EXERCISE INSTRUCTIONS: Where a line holds the word "escape", copy that line from the data below.

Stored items
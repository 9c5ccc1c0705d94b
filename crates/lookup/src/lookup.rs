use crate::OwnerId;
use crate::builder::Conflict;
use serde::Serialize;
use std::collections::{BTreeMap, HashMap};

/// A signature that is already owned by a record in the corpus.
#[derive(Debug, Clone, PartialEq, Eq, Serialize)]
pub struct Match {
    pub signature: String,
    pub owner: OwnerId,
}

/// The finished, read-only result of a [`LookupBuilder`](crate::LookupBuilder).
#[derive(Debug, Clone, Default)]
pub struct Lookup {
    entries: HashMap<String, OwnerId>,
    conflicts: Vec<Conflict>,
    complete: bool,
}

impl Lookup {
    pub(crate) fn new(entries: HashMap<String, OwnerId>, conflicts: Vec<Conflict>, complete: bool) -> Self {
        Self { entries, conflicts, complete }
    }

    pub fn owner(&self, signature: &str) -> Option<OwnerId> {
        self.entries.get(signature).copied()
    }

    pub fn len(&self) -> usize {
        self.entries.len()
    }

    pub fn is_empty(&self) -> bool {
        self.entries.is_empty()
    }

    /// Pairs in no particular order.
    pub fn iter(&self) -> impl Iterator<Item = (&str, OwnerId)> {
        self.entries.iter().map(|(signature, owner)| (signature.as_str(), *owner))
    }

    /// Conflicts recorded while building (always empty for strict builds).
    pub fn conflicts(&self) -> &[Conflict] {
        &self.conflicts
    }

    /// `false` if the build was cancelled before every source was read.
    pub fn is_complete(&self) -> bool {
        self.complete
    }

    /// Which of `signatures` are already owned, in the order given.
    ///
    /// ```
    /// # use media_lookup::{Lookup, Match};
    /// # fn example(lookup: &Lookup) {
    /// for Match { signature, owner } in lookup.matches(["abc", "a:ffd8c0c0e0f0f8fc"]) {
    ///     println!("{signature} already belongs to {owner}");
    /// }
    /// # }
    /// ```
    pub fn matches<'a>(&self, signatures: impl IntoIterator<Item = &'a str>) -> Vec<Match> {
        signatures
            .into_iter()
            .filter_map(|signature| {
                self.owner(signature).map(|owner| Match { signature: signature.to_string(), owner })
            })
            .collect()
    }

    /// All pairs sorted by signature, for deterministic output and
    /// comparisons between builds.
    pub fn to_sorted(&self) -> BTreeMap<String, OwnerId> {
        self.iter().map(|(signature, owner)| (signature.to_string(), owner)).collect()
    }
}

==

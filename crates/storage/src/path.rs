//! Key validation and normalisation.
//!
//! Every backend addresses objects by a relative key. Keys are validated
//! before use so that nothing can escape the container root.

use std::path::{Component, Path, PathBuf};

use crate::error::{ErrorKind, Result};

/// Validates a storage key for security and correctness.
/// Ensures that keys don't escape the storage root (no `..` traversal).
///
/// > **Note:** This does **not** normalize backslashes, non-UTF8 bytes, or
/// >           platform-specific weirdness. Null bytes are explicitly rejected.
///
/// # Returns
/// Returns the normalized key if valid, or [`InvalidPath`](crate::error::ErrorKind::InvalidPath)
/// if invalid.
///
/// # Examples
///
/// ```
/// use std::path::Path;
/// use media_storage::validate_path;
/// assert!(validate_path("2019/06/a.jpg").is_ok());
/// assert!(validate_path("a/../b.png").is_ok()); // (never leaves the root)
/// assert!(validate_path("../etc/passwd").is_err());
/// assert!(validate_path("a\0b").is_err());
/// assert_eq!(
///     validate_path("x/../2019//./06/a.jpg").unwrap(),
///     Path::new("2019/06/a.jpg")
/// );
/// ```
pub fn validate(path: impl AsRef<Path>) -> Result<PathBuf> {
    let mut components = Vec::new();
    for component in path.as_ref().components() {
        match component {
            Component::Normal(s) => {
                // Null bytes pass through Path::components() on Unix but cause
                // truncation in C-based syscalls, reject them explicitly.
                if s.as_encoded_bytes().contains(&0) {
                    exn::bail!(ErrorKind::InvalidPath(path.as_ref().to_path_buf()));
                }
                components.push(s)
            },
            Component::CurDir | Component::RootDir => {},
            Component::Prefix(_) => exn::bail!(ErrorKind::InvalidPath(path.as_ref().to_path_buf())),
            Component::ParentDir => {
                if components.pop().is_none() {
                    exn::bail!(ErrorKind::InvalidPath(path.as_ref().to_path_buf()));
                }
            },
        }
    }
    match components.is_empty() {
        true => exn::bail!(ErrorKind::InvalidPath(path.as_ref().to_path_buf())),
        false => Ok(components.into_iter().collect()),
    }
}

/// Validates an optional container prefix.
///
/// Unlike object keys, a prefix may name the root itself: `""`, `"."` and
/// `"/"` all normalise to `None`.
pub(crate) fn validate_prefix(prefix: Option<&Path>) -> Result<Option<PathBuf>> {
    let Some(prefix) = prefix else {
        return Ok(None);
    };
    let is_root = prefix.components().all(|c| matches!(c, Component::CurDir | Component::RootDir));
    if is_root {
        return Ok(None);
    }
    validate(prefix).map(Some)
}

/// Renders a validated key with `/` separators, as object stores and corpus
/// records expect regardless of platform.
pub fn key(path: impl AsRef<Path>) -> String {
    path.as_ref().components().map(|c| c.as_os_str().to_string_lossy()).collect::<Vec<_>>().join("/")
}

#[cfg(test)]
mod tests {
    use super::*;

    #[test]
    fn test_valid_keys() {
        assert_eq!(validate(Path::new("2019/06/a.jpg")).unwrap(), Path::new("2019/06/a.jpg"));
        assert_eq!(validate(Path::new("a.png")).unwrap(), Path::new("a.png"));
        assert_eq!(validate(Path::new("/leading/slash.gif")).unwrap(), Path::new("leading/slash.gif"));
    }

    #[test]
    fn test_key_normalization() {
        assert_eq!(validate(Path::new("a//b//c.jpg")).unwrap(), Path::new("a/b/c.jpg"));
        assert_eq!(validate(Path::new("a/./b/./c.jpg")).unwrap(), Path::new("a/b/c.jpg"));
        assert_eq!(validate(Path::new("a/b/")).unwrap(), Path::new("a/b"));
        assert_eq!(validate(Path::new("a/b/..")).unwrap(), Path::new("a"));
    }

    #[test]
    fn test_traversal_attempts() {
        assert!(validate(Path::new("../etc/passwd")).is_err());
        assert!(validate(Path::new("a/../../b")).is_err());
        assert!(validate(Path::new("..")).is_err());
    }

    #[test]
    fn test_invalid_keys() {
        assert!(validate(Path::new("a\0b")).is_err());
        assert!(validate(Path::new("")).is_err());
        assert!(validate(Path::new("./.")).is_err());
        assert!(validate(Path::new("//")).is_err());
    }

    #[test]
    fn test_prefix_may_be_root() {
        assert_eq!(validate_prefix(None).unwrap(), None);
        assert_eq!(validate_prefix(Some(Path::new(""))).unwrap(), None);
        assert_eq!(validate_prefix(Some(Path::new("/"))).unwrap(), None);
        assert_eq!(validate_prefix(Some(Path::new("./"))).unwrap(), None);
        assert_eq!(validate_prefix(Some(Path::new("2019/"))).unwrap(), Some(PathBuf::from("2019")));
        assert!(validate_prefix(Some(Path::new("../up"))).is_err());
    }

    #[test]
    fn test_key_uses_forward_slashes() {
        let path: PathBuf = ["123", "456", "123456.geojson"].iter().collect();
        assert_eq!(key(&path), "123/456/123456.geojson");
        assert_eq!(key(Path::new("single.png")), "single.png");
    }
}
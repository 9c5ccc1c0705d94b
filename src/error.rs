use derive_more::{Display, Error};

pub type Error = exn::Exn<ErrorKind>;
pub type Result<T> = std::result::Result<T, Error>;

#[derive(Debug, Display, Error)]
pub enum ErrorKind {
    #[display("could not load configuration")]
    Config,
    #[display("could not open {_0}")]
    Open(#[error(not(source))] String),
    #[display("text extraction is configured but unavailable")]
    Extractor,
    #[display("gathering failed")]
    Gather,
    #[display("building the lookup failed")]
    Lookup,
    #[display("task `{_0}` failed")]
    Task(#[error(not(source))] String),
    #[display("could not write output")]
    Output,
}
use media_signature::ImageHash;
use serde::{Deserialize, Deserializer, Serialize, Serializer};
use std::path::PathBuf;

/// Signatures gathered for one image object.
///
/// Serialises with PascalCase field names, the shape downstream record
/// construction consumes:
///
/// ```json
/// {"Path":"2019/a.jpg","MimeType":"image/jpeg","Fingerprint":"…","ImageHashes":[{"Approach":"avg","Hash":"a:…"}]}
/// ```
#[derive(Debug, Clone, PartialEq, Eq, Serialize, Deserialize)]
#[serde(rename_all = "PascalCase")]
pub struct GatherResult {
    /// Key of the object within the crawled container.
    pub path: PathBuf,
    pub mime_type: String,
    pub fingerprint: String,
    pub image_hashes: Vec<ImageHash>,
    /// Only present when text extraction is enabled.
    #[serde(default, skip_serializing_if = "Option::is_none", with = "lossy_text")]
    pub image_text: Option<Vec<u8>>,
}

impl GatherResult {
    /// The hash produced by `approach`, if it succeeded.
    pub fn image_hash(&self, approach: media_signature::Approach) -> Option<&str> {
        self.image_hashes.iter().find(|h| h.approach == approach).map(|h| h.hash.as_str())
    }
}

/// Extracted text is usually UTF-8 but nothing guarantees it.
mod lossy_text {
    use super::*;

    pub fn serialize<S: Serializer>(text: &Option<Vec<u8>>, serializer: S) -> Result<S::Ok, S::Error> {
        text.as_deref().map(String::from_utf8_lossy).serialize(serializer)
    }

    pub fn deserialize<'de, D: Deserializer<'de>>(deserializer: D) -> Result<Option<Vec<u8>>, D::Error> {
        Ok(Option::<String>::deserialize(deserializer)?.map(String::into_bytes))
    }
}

RESULT OF THE EXERCISE:
//! before use so that nothing can escape the container root.
/// Ensures that keys don't escape the storage root (no `..` traversal).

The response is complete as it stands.